Erkeklerin en çok şikayet ettikleri sorun ereksiyon sorunudur. Erektil işlev bozukluğu erişkin erkeklerin yüzde 20-30’unda görülmektedir. Erkeklerin yaşamları boyunca herhangi bir cinsel işlev bozukluğuyla en az bir defa karşılaşma oranı yüzde 75 gibi yüksek bir orandadır. Erkeklerin yüzde 60’ına yakını karşılaştığı cinsel problemde eşinin de payı olduğunu savunmakta,
yardım almak yerine gizlemeyi
tercih etmektedir. Erkeklerde görülen cinsel işlev bozukluklarının yüzde 65
psikolojik kökenli, yüzde 35 ise genel bir tıbbi sebeple ilişkilidir.”
Türk kadınlarında anksiyeteyle baş başa görülen ve çok ciddi anlamda tipik bir gelişmekte olan ülke insanı hastalığı olan histeri, erkeklere oranla 20 kat fazla görüldüğüne işaret eden Verimli, tüm histeri hastalarının oranının yüzde 10’dan az olmamakla birlikte yüzde 30’a kadar çıktığını belirtti.
Verimli, “Ülkemizde özellikle şehrin varoşlarında ve
Anadolu’nun köylerinde yaşayan sosyal dünyadan uzak ve
baskı altında yaşayan kadınlar
hastane ve doktoru bir dışarı çıkma, sosyal hayata katılma şekli olarak gördüklerinden diğer bir ifadeyle dış dünyaya karışmak için hasta taklidi yaptıklarından dolayı hastane acillerini ve polikliniklerini doldurmaktadırlar. Bu hem devlet hastanelerinde polikliniklerde inanılmaz kuyruklar oluşturmakta hem de ülkemize ortalama yılda 3,5 milyar dolara mal olmaktadır” dedi.

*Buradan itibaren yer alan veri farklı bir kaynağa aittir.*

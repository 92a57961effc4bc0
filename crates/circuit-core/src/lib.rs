//! Message-gating circuit breaker.
//!
//! Operators trip individual message types so that transactions carrying them
//! are rejected during validation, optionally exempting a bypass set of accounts
//! and optionally letting the trip lapse at a unix timestamp.
//!
//! - [`Keeper`]: permission records, the disable registry and the authorization engine
//! - [`ante::CircuitBreakerDecorator`]: the pipeline stage that gates every message
//! - [`store`]: key-value collaborators, including the per-transaction [`store::BranchStore`]
//! - [`GenesisState`]: import/export of the full state
//!
//! # Quick Start
//!
//! ```
//! use std::sync::Arc;
//! use circuit_core::ante::{run_tx, AnteChain, CircuitBreakerDecorator, ExecMode};
//! use circuit_core::store::MemoryStore;
//! use circuit_core::tx::{Message, Transaction};
//! use circuit_core::{FilteredUrl, HexAddressCodec, Keeper};
//!
//! # fn main() -> Result<(), circuit_core::CircuitError> {
//! let store = MemoryStore::new();
//! let keeper = Keeper::new(Arc::new(HexAddressCodec::default()));
//! keeper.trip(&store, "/bank.MsgSend", FilteredUrl::new())?;
//!
//! let chain = AnteChain::new().with(CircuitBreakerDecorator::new(keeper));
//! let tx = Transaction::new(vec![Message::legacy("/bank.MsgSend", vec![vec![1u8; 20]])]);
//!
//! let rejected = run_tx(&chain, &store, chrono::Utc::now(), &tx, ExecMode::Check);
//! assert!(rejected.is_err());
//! # Ok(())
//! # }
//! ```
//!
//! # Configuration
//!
//! | Environment Variable | Description |
//! |---------------------|-------------|
//! | `CIRCUIT_STORE_PATH` | SQLite database file |
//! | `CIRCUIT_ADDRESS_PREFIX` | Address prefix (default: `circuit`) |
//! | `CIRCUIT_AUTHORITY` | Account that may administer every message type |

pub mod address;
pub mod ante;
pub mod config;
pub mod error;
pub mod genesis;
pub mod keeper;
pub mod store;
pub mod tx;
pub mod types;

pub use address::{AddressCodec, HexAddressCodec};
pub use config::CircuitConfig;
pub use error::{reason_codes, AddressError, CircuitError, CircuitResult, StoreError};
pub use genesis::{GenesisAccountPermissions, GenesisState};
pub use keeper::{Evaluation, Keeper, Outcome};
pub use types::{FilteredUrl, PermissionLevel, Permissions};
use crate::error::{CircuitError, CircuitResult};
use crate::tx::{Msg, SignerCapability};

/// Authorizing identities of one message, in declaration order.
///
/// An empty legacy signer list is logged and passed through: the engine treats
/// it as having no bypass exemption.
pub fn resolve_signers(msg: &dyn Msg) -> CircuitResult<Vec<Vec<u8>>> {
    let signers = match msg.signer_capability() {
        SignerCapability::Legacy(signers) => signers,
        SignerCapability::Credential(key) => vec![key.address()],
        SignerCapability::Unsupported => {
            return Err(CircuitError::UnsupportedMessage {
                type_url: msg.type_url().to_string(),
            })
        }
    };

    if signers.is_empty() {
        tracing::error!(msg.url = %msg.type_url(), "recovered no signers");
    }
    Ok(signers)
}
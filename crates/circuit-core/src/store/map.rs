//! Typed, prefixed collections over a [`KvStore`].
//!
//! Keys are `prefix byte ++ encoded key`; values are JSON.

use super::KvStore;
use crate::error::StoreError;
use serde::{de::DeserializeOwned, Serialize};
use std::marker::PhantomData;

/// Encoding of a collection key into store bytes.
pub trait KeyCodec {
    type Key: ?Sized;
    type Owned;

    fn encode(key: &Self::Key) -> Vec<u8>;

    fn decode(bytes: &[u8]) -> Result<Self::Owned, StoreError>;
}

/// Raw byte keys (account addresses).
pub struct BytesKey;

impl KeyCodec for BytesKey {
    type Key = [u8];
    type Owned = Vec<u8>;

    fn encode(key: &[u8]) -> Vec<u8> {
        key.to_vec()
    }

    fn decode(bytes: &[u8]) -> Result<Vec<u8>, StoreError> {
        Ok(bytes.to_vec())
    }
}

/// UTF-8 string keys (message type URLs).
pub struct StringKey;

impl KeyCodec for StringKey {
    type Key = str;
    type Owned = String;

    fn encode(key: &str) -> Vec<u8> {
        key.as_bytes().to_vec()
    }

    fn decode(bytes: &[u8]) -> Result<String, StoreError> {
        String::from_utf8(bytes.to_vec()).map_err(|e| StoreError::Codec {
            key: hex::encode(bytes),
            message: e.to_string(),
        })
    }
}

/// A typed map living under one prefix byte of a store.
pub struct Map<K, V> {
    prefix: u8,
    name: &'static str,
    _marker: PhantomData<fn() -> (K, V)>,
}

impl<K, V> Clone for Map<K, V> {
    fn clone(&self) -> Self {
        Self {
            prefix: self.prefix,
            name: self.name,
            _marker: PhantomData,
        }
    }
}

impl<K, V> std::fmt::Debug for Map<K, V> {
    fn fmt(&self, f: &mut std::fmt::Formatter<'_>) -> std::fmt::Result {
        f.debug_struct("Map")
            .field("prefix", &self.prefix)
            .field("name", &self.name)
            .finish()
    }
}

impl<K, V> Map<K, V>
where
    K: KeyCodec,
    V: Serialize + DeserializeOwned,
{
    pub const fn new(prefix: u8, name: &'static str) -> Self {
        Self {
            prefix,
            name,
            _marker: PhantomData,
        }
    }

    pub fn name(&self) -> &'static str {
        self.name
    }

    fn codec_error(&self, storage_key: &[u8], e: serde_json::Error) -> StoreError {
        StoreError::Codec {
            key: format!("{}/{}", self.name, hex::encode(storage_key)),
            message: e.to_string(),
        }
    }

    pub fn prefix(&self) -> u8 {
        self.prefix
    }

    fn storage_key(&self, key: &K::Key) -> Vec<u8> {
        let encoded = K::encode(key);
        let mut full = Vec::with_capacity(encoded.len() + 1);
        full.push(self.prefix);
        full.extend_from_slice(&encoded);
        full
    }

    fn decode_value(&self, storage_key: &[u8], bytes: &[u8]) -> Result<V, StoreError> {
        serde_json::from_slice(bytes).map_err(|e| self.codec_error(storage_key, e))
    }

    /// Fetch a value. `Ok(None)` means not found.
    pub fn get(&self, store: &dyn KvStore, key: &K::Key) -> Result<Option<V>, StoreError> {
        let storage_key = self.storage_key(key);
        match store.get(&storage_key)? {
            Some(bytes) => Ok(Some(self.decode_value(&storage_key, &bytes)?)),
            None => Ok(None),
        }
    }

    pub fn set(&self, store: &dyn KvStore, key: &K::Key, value: &V) -> Result<(), StoreError> {
        let storage_key = self.storage_key(key);
        let bytes = serde_json::to_vec(value).map_err(|e| self.codec_error(&storage_key, e))?;
        store.set(&storage_key, &bytes)
    }

    pub fn remove(&self, store: &dyn KvStore, key: &K::Key) -> Result<(), StoreError> {
        store.remove(&self.storage_key(key))
    }

    pub fn has(&self, store: &dyn KvStore, key: &K::Key) -> Result<bool, StoreError> {
        store.has(&self.storage_key(key))
    }

    /// Visit every entry in key order. The visitor returns `Ok(true)` to stop early.
    pub fn walk<E, F>(&self, store: &dyn KvStore, mut visitor: F) -> Result<(), E>
    where
        E: From<StoreError>,
        F: FnMut(K::Owned, V) -> Result<bool, E>,
    {
        for (storage_key, bytes) in store.iter_prefix(&[self.prefix])? {
            let key = K::decode(&storage_key[1..])?;
            let value = self.decode_value(&storage_key, &bytes)?;
            if visitor(key, value)? {
                break;
            }
        }
        Ok(())
    }
}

1000 TRAFİK KAZASINDAN 5’İ UYUŞTURUCU NEDENİYLE GERÇEKLEŞİYOR
16-24 yaş arsı gençlerin yüzde 10’unun herhangi bir uyuşturucu veya uyarıcı maddeyi kullandığını ifade eden Verimli, her 1000
trafik kazasından 5’inin madde etkisi altında gerçekleştiğine dikkat çekerken, “Ancak uyuşturucunun trafikte saptanamaması ve saptayan aletlerin kullanılmaması durumu gizlemektedir” dedi.